Naming a Trust as an IRA Beneficiary: Is It Right for You?
In planning for your family's security, you may have wondered how to pass on your Individual Retirement Account (IRA) assets in the event of your death. In some cases, you may not want a family member to receive IRA funds directly after you're gone and wonder "can an IRA be in a trust?" If you're considering naming a trust as an IRA beneficiary, that can completely alter how the Internal Revenue Service (IRS) treats IRA distributions. Knowing the pros and cons of this estate planning strategy can help you make the best choice for your circumstances in conjunction with an experienced estate planning attorney.
Naming a Trust as an IRA Beneficiary: Not a Tax Management Tool
Seeking a tax advantage is generally not an adequate reason to put an IRA in a trust. Presumably, your IRA investments have been accruing and growing throughout your career tax-free, but your withdrawals will be taxable. While trusts may help avoid some estate taxes, their usefulness as a tax management device is limited. But that doesn't mean that naming a trust as an IRA beneficiary does not have other benefits. Read on to learn whether this estate planning strategy may meet your needs.
The Pros and Cons of Naming a Trust as an IRA Beneficiary
There are two main reasons to name a trust as an IRA beneficiary. One is protection of IRA assets from the creditors of the beneficiary or beneficiaries. The other is that the grantor can retain control over the distribution of trust assets for the trust beneficiaries even after his or her death. This is beneficial in cases where trust beneficiaries have special needs or addiction problems and would benefit from having their distributions meted out over time.
But putting an IRA in a trust has its drawbacks. Chief among them are the potential tax consequences. Distributions from a trust are taxed at trust rates, which are in most cases much higher than individual tax rates.
Another drawback is the complex treatment of distributions. IRA distributions are made only to the trust, and from there, the trustee makes the distribution to the beneficiary or beneficiaries. Additionally, the trust beneficiaries lack of control over investments once the IRA is in the trust.
Creating a Valid Trust in West Virginia
Naming a trust as the beneficiary of your IRA requires the creation of a valid trust. In West Virginia, for example, W. Va. Code § 44D-4-402 allows a trust to be created only by an order of a court or if the grantor indicates an intention, in writing, to create the trust. A valid trust requires each of the following:
- The trust has a definite beneficiary or is a charitable trust, a trust for the care of an animal, or a trust for a noncharitable purpose.
- The trustee must have duties to perform.
- The same person may not serve as the sole trustee and the sole beneficiary of the trust.
Additionally, the Rule Against Perpetuities requires that the grantor of the trust may name only beneficiaries who may receive distributions within 21 years of a life in being.

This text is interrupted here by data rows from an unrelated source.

#![doc = include_str!("../README.md")]

// Public modules (stable-ish surface)
pub mod destriper;
pub mod diagnostics;
pub mod error;
pub mod table;
pub mod types;

// Stage modules: public for tools and tests, but considered internals.
pub mod corrector;
pub mod error_surface;
pub mod filters;
pub mod gridder;
pub mod lattice;
pub mod smoother;
pub mod spline;
pub mod ties;

// Binary support.
pub mod config;
pub mod io;

// --- High-level re-exports -------------------------------------------------

pub use crate::destriper::{destripe, destripe_table, ColumnBindings, DestripeParams, Destriper};
pub use crate::error::DestripeError;
pub use crate::types::{DestripeOutput, JoinMode, Sample};

pub use crate::diagnostics::DestripeReport;
pub use crate::lattice::{Lattice, LatticeGeometry};
pub use crate::table::{ColumnTable, SampleTable};

// --- Prelude ---------------------------------------------------------------

/// Small prelude for quick experiments.
///
/// ```no_run
/// use destripe::prelude::*;
///
/// # fn main() -> Result<(), DestripeError> {
/// let samples: Vec<Sample> = (0..400)
///     .map(|i| {
///         let (x, y) = ((i % 20) as f64 * 50.0, (i / 20) as f64 * 50.0);
///         Sample::new(x, y, 0.01 * x + if (i / 20) % 2 == 0 { 1.0 } else { -1.0 })
///     })
///     .collect();
/// let out = destripe(&samples, &DestripeParams::default())?;
/// println!("matched {} of {}", out.matched(), out.len());
/// # Ok(())
/// # }
/// ```
pub mod prelude {
    pub use crate::{
        destripe, destripe_table, ColumnBindings, DestripeError, DestripeOutput, DestripeParams,
        Destriper, JoinMode, Sample, SampleTable,
    };
}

If you think naming your trust as an IRA beneficiary may be a good fit for you, it's critical to work with an experienced estate planning attorney to ensure you meet requirements like these.

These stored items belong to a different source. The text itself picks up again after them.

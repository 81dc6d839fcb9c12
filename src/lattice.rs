//! Regular 2-D lattice with optional cells in row-major layout.
//!
//! Row `i` sits at `y = y0 + i * cell`, column `j` at `x = x0 + j * cell`.
//! The backing storage is allocated once at construction; stages only fill or
//! overwrite cells in place.
use serde::Serialize;

/// Placement of a lattice in survey coordinates.
#[derive(Clone, Copy, Debug, PartialEq, Serialize)]
pub struct LatticeGeometry {
    pub x0: f64,
    pub y0: f64,
    pub cell: f64,
    pub rows: usize,
    pub cols: usize,
}

impl LatticeGeometry {
    /// Geometry covering `[x_min, x_max) × [y_min, y_max)` with step `cell`.
    ///
    /// The node count per axis is `ceil((max - min) / cell)`, the length of a
    /// half-open arithmetic range.
    pub fn spanning(x_min: f64, x_max: f64, y_min: f64, y_max: f64, cell: f64) -> Self {
        Self {
            x0: x_min,
            y0: y_min,
            cell,
            rows: range_len(y_min, y_max, cell),
            cols: range_len(x_min, x_max, cell),
        }
    }

    #[inline]
    pub fn x(&self, col: usize) -> f64 {
        self.x0 + col as f64 * self.cell
    }

    #[inline]
    pub fn y(&self, row: usize) -> f64 {
        self.y0 + row as f64 * self.cell
    }

    pub fn xs(&self) -> Vec<f64> {
        (0..self.cols).map(|j| self.x(j)).collect()
    }

    pub fn ys(&self) -> Vec<f64> {
        (0..self.rows).map(|i| self.y(i)).collect()
    }

    pub fn len(&self) -> usize {
        self.rows * self.cols
    }

    pub fn is_empty(&self) -> bool {
        self.rows == 0 || self.cols == 0
    }
}

/// Number of elements in the half-open range `start, start + step, .. < stop`.
pub(crate) fn range_len(start: f64, stop: f64, step: f64) -> usize {
    let n = ((stop - start) / step).ceil();
    if n.is_finite() && n > 0.0 {
        n as usize
    } else {
        0
    }
}

/// Lattice of optional values; `None` marks a missing cell.
#[derive(Clone, Debug)]
pub struct Lattice {
    geometry: LatticeGeometry,
    data: Vec<Option<f64>>,
}

impl Lattice {
    /// Construct an all-missing lattice.
    pub fn missing(geometry: LatticeGeometry) -> Self {
        Self {
            geometry,
            data: vec![None; geometry.len()],
        }
    }

    #[inline]
    pub fn geometry(&self) -> &LatticeGeometry {
        &self.geometry
    }

    #[inline]
    pub fn rows(&self) -> usize {
        self.geometry.rows
    }

    #[inline]
    pub fn cols(&self) -> usize {
        self.geometry.cols
    }

    #[inline]
    fn idx(&self, row: usize, col: usize) -> usize {
        row * self.geometry.cols + col
    }

    #[inline]
    pub fn get(&self, row: usize, col: usize) -> Option<f64> {
        self.data[self.idx(row, col)]
    }

    #[inline]
    pub fn set(&mut self, row: usize, col: usize, v: Option<f64>) {
        let i = self.idx(row, col);
        self.data[i] = v;
    }

    #[inline]
    pub fn row(&self, row: usize) -> &[Option<f64>] {
        let start = row * self.geometry.cols;
        &self.data[start..start + self.geometry.cols]
    }

    #[inline]
    pub fn row_mut(&mut self, row: usize) -> &mut [Option<f64>] {
        let start = row * self.geometry.cols;
        let end = start + self.geometry.cols;
        &mut self.data[start..end]
    }

    /// Copy of column `col`, top to bottom.
    pub fn column(&self, col: usize) -> Vec<Option<f64>> {
        (0..self.rows()).map(|i| self.get(i, col)).collect()
    }

    pub fn as_slice(&self) -> &[Option<f64>] {
        &self.data
    }

    pub fn present_count(&self) -> usize {
        self.data.iter().filter(|v| v.is_some()).count()
    }

    /// Minimum and maximum over present cells.
    pub fn value_range(&self) -> Option<(f64, f64)> {
        self.data.iter().flatten().fold(None, |acc, &v| match acc {
            None => Some((v, v)),
            Some((lo, hi)) => Some((lo.min(v), hi.max(v))),
        })
    }
}

#[cfg(test)]
mod tests {
    use super::*;

    #[test]
    fn spanning_matches_half_open_range_length() {
        let g = LatticeGeometry::spanning(0.0, 100.0, 10.0, 60.0, 12.5);
        assert_eq!(g.cols, 8);
        assert_eq!(g.rows, 4);
        assert_eq!(g.x(7), 87.5);
        assert_eq!(g.y(3), 47.5);

        let g = LatticeGeometry::spanning(0.0, 101.0, 0.0, 12.5, 12.5);
        assert_eq!(g.cols, 9, "partial trailing cell still gets a node");
        assert_eq!(g.rows, 1);
    }

    #[test]
    fn degenerate_extent_is_empty() {
        let g = LatticeGeometry::spanning(5.0, 5.0, 0.0, 10.0, 1.0);
        assert!(g.is_empty());
        assert_eq!(Lattice::missing(g).as_slice().len(), 0);
    }

    #[test]
    fn rows_and_nodes_are_row_major() {
        let g = LatticeGeometry::spanning(0.0, 3.0, 0.0, 2.0, 1.0);
        let mut lat = Lattice::missing(g);
        lat.set(1, 2, Some(5.0));
        lat.row_mut(0)[0] = Some(-1.0);
        assert_eq!(lat.row(1), &[None, None, Some(5.0)]);
        assert_eq!(lat.column(2), vec![None, Some(5.0)]);
        assert_eq!(lat.present_count(), 2);
        assert_eq!(lat.value_range(), Some((-1.0, 5.0)));
    }
}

Naming a Trust as IRA Beneficiary Requires Qualification as a "Look-Through" Trust
Before planning to name a trust as the beneficiary of an IRA account, contact the IRA custodian to make sure such a designation is permitted.
Additionally, the trust must qualify as a "look-through" or "see-through" trust. This means that the IRS must be able to "look through" the trust to identify the trust beneficiary or beneficiaries as the ultimate beneficiaries of the IRA. If a trust meets this standard, then the trust beneficiaries can take advantage of the Required Minimum Distribution (RMD) rules that otherwise apply only to individual beneficiaries.

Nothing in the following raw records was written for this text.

//! Delaunay triangulation by incremental Bowyer–Watson insertion.
//!
//! Points are recentred on their bounding box and scaled to unit extent before
//! insertion. They are inserted in x order so that triangles whose circumcircle
//! lies entirely to the left of the sweep position can be retired early
//! (Bourke's variant), which keeps the working set small for survey-sized
//! inputs. Triangles touching the bounding super-triangle are discarded at the
//! end. That can leave thin pockets along the hull where a boundary edge was
//! not Delaunay with respect to the super vertices; those pockets are closed
//! by ear clipping so the mesh covers the whole convex hull.
use nalgebra::{Point2, Vector2};
use std::collections::{BTreeMap, HashMap, HashSet};

/// Super-triangle size relative to the unit-scaled point cloud.
const SUPER_SCALE: f64 = 100.0;
/// Relative area below which a triangle is treated as degenerate.
const AREA_EPS: f64 = 1e-14;

/// Triangle mesh over a set of planar points.
#[derive(Clone, Debug)]
pub struct Triangulation {
    pub points: Vec<Point2<f64>>,
    /// Vertex indices into `points`, counter-clockwise.
    pub triangles: Vec<[usize; 3]>,
}

#[derive(Clone, Copy)]
struct Tri {
    v: [usize; 3],
    center: Point2<f64>,
    r2: f64,
}

impl Tri {
    fn new(v: [usize; 3], pts: &[Point2<f64>]) -> Self {
        let (a, b, c) = (pts[v[0]], pts[v[1]], pts[v[2]]);
        let ab = b - a;
        let ac = c - a;
        let d = 2.0 * (ab.x * ac.y - ab.y * ac.x);
        if d.abs() <= f64::EPSILON {
            // Collinear: an infinite circumcircle makes the next insertion
            // replace it.
            let center = Point2::from((a.coords + b.coords + c.coords) / 3.0);
            return Self {
                v,
                center,
                r2: f64::INFINITY,
            };
        }
        let ab2 = ab.norm_squared();
        let ac2 = ac.norm_squared();
        let off = Vector2::new(
            (ac.y * ab2 - ab.y * ac2) / d,
            (ab.x * ac2 - ac.x * ab2) / d,
        );
        Self {
            v,
            center: a + off,
            r2: off.norm_squared(),
        }
    }
}

/// Triangulate `points`.
///
/// The caller guarantees at least three distinct, non-collinear points;
/// otherwise the result simply has no triangles.
pub fn triangulate(points: &[Point2<f64>]) -> Triangulation {
    let n = points.len();
    if n < 3 {
        return Triangulation {
            points: points.to_vec(),
            triangles: Vec::new(),
        };
    }

    let (lo, hi) = bounds(points);
    let mid = Point2::from((lo.coords + hi.coords) * 0.5);
    let scale = (hi - lo).amax().max(f64::MIN_POSITIVE);
    let mut local: Vec<Point2<f64>> = points
        .iter()
        .map(|p| Point2::from((p - mid) / scale))
        .collect();
    local.push(Point2::new(-SUPER_SCALE, -1.0));
    local.push(Point2::new(0.0, SUPER_SCALE));
    local.push(Point2::new(SUPER_SCALE, -1.0));

    let mut order: Vec<usize> = (0..n).collect();
    order.sort_by(|&a, &b| {
        local[a]
            .x
            .partial_cmp(&local[b].x)
            .unwrap_or(std::cmp::Ordering::Equal)
    });

    let mut open = vec![Tri::new([n, n + 1, n + 2], &local)];
    let mut closed: Vec<Tri> = Vec::new();
    let mut edges: Vec<[usize; 2]> = Vec::new();
    let mut edge_count: HashMap<(usize, usize), u32> = HashMap::new();

    for &pi in &order {
        let p = local[pi];
        edges.clear();
        let mut i = 0;
        while i < open.len() {
            let t = open[i];
            let dx = p.x - t.center.x;
            if dx > 0.0 && dx * dx > t.r2 {
                closed.push(open.swap_remove(i));
                continue;
            }
            if (p - t.center).norm_squared() < t.r2 {
                edges.push([t.v[0], t.v[1]]);
                edges.push([t.v[1], t.v[2]]);
                edges.push([t.v[2], t.v[0]]);
                open.swap_remove(i);
                continue;
            }
            i += 1;
        }

        edge_count.clear();
        for e in &edges {
            *edge_count.entry(edge_key(e)).or_insert(0) += 1;
        }
        for e in &edges {
            if edge_count[&edge_key(e)] == 1 {
                open.push(Tri::new([e[0], e[1], pi], &local));
            }
        }
    }

    let mut triangles: Vec<[usize; 3]> = closed
        .into_iter()
        .chain(open)
        .filter(|t| t.v.iter().all(|&k| k < n))
        .filter_map(|t| orient_ccw(t.v, &local))
        .collect();
    fill_hull_pockets(&mut triangles, &local[..n]);

    Triangulation {
        points: points.to_vec(),
        triangles,
    }
}

/// Add triangles at right-turning boundary vertices until the mesh boundary
/// is convex. Each pass clips every empty ear whose vertices were not touched
/// earlier in the same pass; boundary edges are visited in sorted order.
fn fill_hull_pockets(triangles: &mut Vec<[usize; 3]>, pts: &[Point2<f64>]) {
    loop {
        let directed: HashSet<(usize, usize)> = triangles
            .iter()
            .flat_map(|t| [(t[0], t[1]), (t[1], t[2]), (t[2], t[0])])
            .collect();
        let mut next: BTreeMap<usize, Vec<usize>> = BTreeMap::new();
        for &(u, v) in &directed {
            if !directed.contains(&(v, u)) {
                next.entry(u).or_default().push(v);
            }
        }
        for targets in next.values_mut() {
            targets.sort_unstable();
        }

        let mut touched: HashSet<usize> = HashSet::new();
        let mut ears: Vec<[usize; 3]> = Vec::new();
        for (&u, targets) in &next {
            for &v in targets {
                let Some(&[w]) = next.get(&v).map(Vec::as_slice) else {
                    continue;
                };
                if w == u || [u, v, w].iter().any(|k| touched.contains(k)) {
                    continue;
                }
                if cross(pts[v] - pts[u], pts[w] - pts[v]) >= 0.0 {
                    continue;
                }
                let Some(ear) = orient_ccw([u, w, v], pts) else {
                    continue;
                };
                if !ear_is_empty(ear, pts) {
                    continue;
                }
                touched.extend([u, v, w]);
                ears.push(ear);
            }
        }
        if ears.is_empty() {
            return;
        }
        triangles.extend(ears);
    }
}

/// No point other than the corners lies in the closed triangle `t` (CCW).
fn ear_is_empty(t: [usize; 3], pts: &[Point2<f64>]) -> bool {
    const TOL: f64 = 1e-12;
    let (a, b, c) = (pts[t[0]], pts[t[1]], pts[t[2]]);
    let (lo_x, hi_x) = (a.x.min(b.x).min(c.x), a.x.max(b.x).max(c.x));
    let (lo_y, hi_y) = (a.y.min(b.y).min(c.y), a.y.max(b.y).max(c.y));
    pts.iter().enumerate().all(|(k, p)| {
        if t.contains(&k)
            || p.x < lo_x - TOL
            || p.x > hi_x + TOL
            || p.y < lo_y - TOL
            || p.y > hi_y + TOL
        {
            return true;
        }
        let inside = cross(b - a, p - a) >= -TOL
            && cross(c - b, p - b) >= -TOL
            && cross(a - c, p - c) >= -TOL;
        !inside
    })
}

fn edge_key(e: &[usize; 2]) -> (usize, usize) {
    (e[0].min(e[1]), e[0].max(e[1]))
}

fn orient_ccw(v: [usize; 3], pts: &[Point2<f64>]) -> Option<[usize; 3]> {
    let area = cross(pts[v[1]] - pts[v[0]], pts[v[2]] - pts[v[0]]);
    if area.abs() <= AREA_EPS {
        None
    } else if area > 0.0 {
        Some(v)
    } else {
        Some([v[0], v[2], v[1]])
    }
}

#[inline]
pub(crate) fn cross(a: Vector2<f64>, b: Vector2<f64>) -> f64 {
    a.x * b.y - a.y * b.x
}

pub(crate) fn bounds(points: &[Point2<f64>]) -> (Point2<f64>, Point2<f64>) {
    let mut lo = Point2::new(f64::INFINITY, f64::INFINITY);
    let mut hi = Point2::new(f64::NEG_INFINITY, f64::NEG_INFINITY);
    for p in points {
        lo.x = lo.x.min(p.x);
        lo.y = lo.y.min(p.y);
        hi.x = hi.x.max(p.x);
        hi.y = hi.y.max(p.y);
    }
    (lo, hi)
}

/// True when every point lies on a single line, relative to the cloud extent.
pub fn is_collinear(points: &[Point2<f64>]) -> bool {
    if points.len() < 3 {
        return true;
    }
    let (lo, hi) = bounds(points);
    let extent = (hi - lo).amax();
    if extent <= 0.0 {
        return true;
    }
    let a = points[0];
    let Some(b) = points
        .iter()
        .copied()
        .max_by(|p, q| {
            (p - a)
                .norm_squared()
                .partial_cmp(&(q - a).norm_squared())
                .unwrap_or(std::cmp::Ordering::Equal)
        })
    else {
        return true;
    };
    let dir = b - a;
    let len = dir.norm();
    if len <= 0.0 {
        return true;
    }
    let tol = 1e-12 * extent;
    points.iter().all(|p| (cross(dir, p - a) / len).abs() <= tol)
}

/// Convex hull in counter-clockwise order (monotone chain).
#[cfg(test)]
pub(crate) fn convex_hull(points: &[Point2<f64>]) -> Vec<Point2<f64>> {
    let mut sorted = points.to_vec();
    sorted.sort_by(|a, b| a.x.total_cmp(&b.x).then(a.y.total_cmp(&b.y)));
    let mut hull: Vec<Point2<f64>> = Vec::with_capacity(sorted.len() + 1);
    let reversed: Vec<Point2<f64>> = sorted.iter().rev().copied().collect();
    for chain in [&sorted, &reversed] {
        let start = hull.len();
        for &p in chain.iter() {
            while hull.len() >= start + 2 {
                let (a, b) = (hull[hull.len() - 2], hull[hull.len() - 1]);
                if cross(b - a, p - a) > 0.0 {
                    break;
                }
                hull.pop();
            }
            hull.push(p);
        }
        hull.pop();
    }
    hull
}

#[cfg(test)]
mod tests {
    use super::*;

    fn area(t: &[usize; 3], pts: &[Point2<f64>]) -> f64 {
        0.5 * cross(pts[t[1]] - pts[t[0]], pts[t[2]] - pts[t[0]])
    }

    #[test]
    fn unit_square_gives_two_triangles() {
        let pts = vec![
            Point2::new(0.0, 0.0),
            Point2::new(1.0, 0.0),
            Point2::new(1.0, 1.0),
            Point2::new(0.0, 1.0),
        ];
        let tri = triangulate(&pts);
        assert_eq!(tri.triangles.len(), 2, "got {:?}", tri.triangles);
        let total: f64 = tri.triangles.iter().map(|t| area(t, &pts)).sum();
        assert!((total - 1.0).abs() < 1e-12, "hull area {}", total);
        assert!(tri.triangles.iter().all(|t| area(t, &pts) > 0.0));
    }

    fn hull_area(pts: &[Point2<f64>]) -> f64 {
        let hull = convex_hull(pts);
        let mut a = 0.0;
        for k in 0..hull.len() {
            let (p, q) = (hull[k], hull[(k + 1) % hull.len()]);
            a += p.x * q.y - q.x * p.y;
        }
        0.5 * a
    }

    fn covered_area(tri: &Triangulation) -> f64 {
        tri.triangles.iter().map(|t| area(t, &tri.points)).sum()
    }

    #[test]
    fn grid_points_cover_hull_area() {
        let mut pts = Vec::new();
        for i in 0..6 {
            for j in 0..5 {
                pts.push(Point2::new(i as f64 * 10.0 + 0.3 * (j % 2) as f64, j as f64 * 7.0));
            }
        }
        let tri = triangulate(&pts);
        assert!(tri.triangles.len() >= 30, "got {}", tri.triangles.len());
        let (covered, hull) = (covered_area(&tri), hull_area(&pts));
        assert!(
            (covered - hull).abs() <= 1e-9 * hull,
            "covered area {} hull area {}",
            covered,
            hull
        );
    }

    #[test]
    fn random_clouds_cover_full_hull() {
        use rand::rngs::StdRng;
        use rand::{Rng, SeedableRng};

        for seed in 0..40u64 {
            let mut rng = StdRng::seed_from_u64(seed);
            let pts: Vec<Point2<f64>> = (0..200)
                .map(|_| Point2::new(rng.gen_range(0.0..1000.0), rng.gen_range(0.0..1000.0)))
                .collect();
            let tri = triangulate(&pts);
            assert!(tri.triangles.iter().all(|t| area(t, &pts) > 0.0));
            let (covered, hull) = (covered_area(&tri), hull_area(&pts));
            assert!(
                (covered - hull).abs() <= 1e-9 * hull,
                "seed {}: covered area {} hull area {}",
                seed,
                covered,
                hull
            );
            // Each interior edge is shared by exactly two triangles.
            let mut uses: HashMap<(usize, usize), u32> = HashMap::new();
            for t in &tri.triangles {
                for e in [[t[0], t[1]], [t[1], t[2]], [t[2], t[0]]] {
                    *uses.entry(edge_key(&e)).or_insert(0) += 1;
                }
            }
            assert!(uses.values().all(|&c| c <= 2), "seed {}: overlapping triangles", seed);
        }
    }

    #[test]
    fn thin_hull_pocket_is_closed() {
        let pts = vec![
            Point2::new(0.0, 0.0),
            Point2::new(3.0, 1e-3),
            Point2::new(6.0, 0.0),
            Point2::new(3.0, 4.0),
        ];
        let tri = triangulate(&pts);
        let expected = 0.5 * 6.0 * 4.0;
        assert!(
            (covered_area(&tri) - expected).abs() < 1e-9,
            "covered {}",
            covered_area(&tri)
        );
    }

    #[test]
    fn empty_circumcircles() {
        let pts: Vec<Point2<f64>> = (0..40)
            .map(|k| {
                let t = k as f64;
                Point2::new((t * 37.0) % 101.0, (t * 53.0) % 89.0)
            })
            .collect();
        let tri = triangulate(&pts);
        assert!(!tri.triangles.is_empty());
        for t in &tri.triangles {
            let c = Tri::new(*t, &pts);
            for (k, p) in pts.iter().enumerate() {
                if t.contains(&k) {
                    continue;
                }
                assert!(
                    (p - c.center).norm_squared() >= c.r2 * (1.0 - 1e-9),
                    "point {} inside circumcircle of {:?}",
                    k,
                    t
                );
            }
        }
    }

    #[test]
    fn collinear_detection() {
        let line: Vec<_> = (0..5).map(|k| Point2::new(k as f64, 2.0 * k as f64)).collect();
        assert!(is_collinear(&line));
        let mut bent = line.clone();
        bent.push(Point2::new(1.0, 0.0));
        assert!(!is_collinear(&bent));
    }
}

- A trust must meet the following qualifications in order to qualify as a "look-through:"
- The trust must be a valid trust under your state's law.
- The trust must be irrevocable upon the death of the IRA account owner.
- The trust document must clearly identify the individual beneficiaries of the trust.
- The trustee must provide the trust document to the IRA custodian no later than October 31 in the year after the death of the IRA owner.
If the trust does not qualify as a "look-through," the RMD rules won't apply. In that case, the entire balance of the IRA must be paid out by the end of the fifth year after the account owner's death.
Additionally, if the IRA contains "stretch provisions" that would allow the growth on account assets to remain tax-deferred until withdrawn, the trust beneficiaries must be individuals-people with a life expectancy but not other trusts or artificial "persons" under the law.
Naming a Trust as an IRA Beneficiary Requires Expert Legal and Tax Advice
Putting an IRA in a trust is a sound estate planning strategy in certain cases, but this is a highly fact-specific decision that depends on the circumstances of each matter. While financial planners and IRA custodians can assist with many aspects of an IRA, this is one area in which legal and tax advice tailored to your situation and your state's law are essential. Leaving an IRA to a trust is not a do-it-yourself strategy.
The contents of this blog constitute Advertising Material, are intended to convey general information only, do not constitute legal advice, and do not create with the reader an attorney-client relationship with any reader.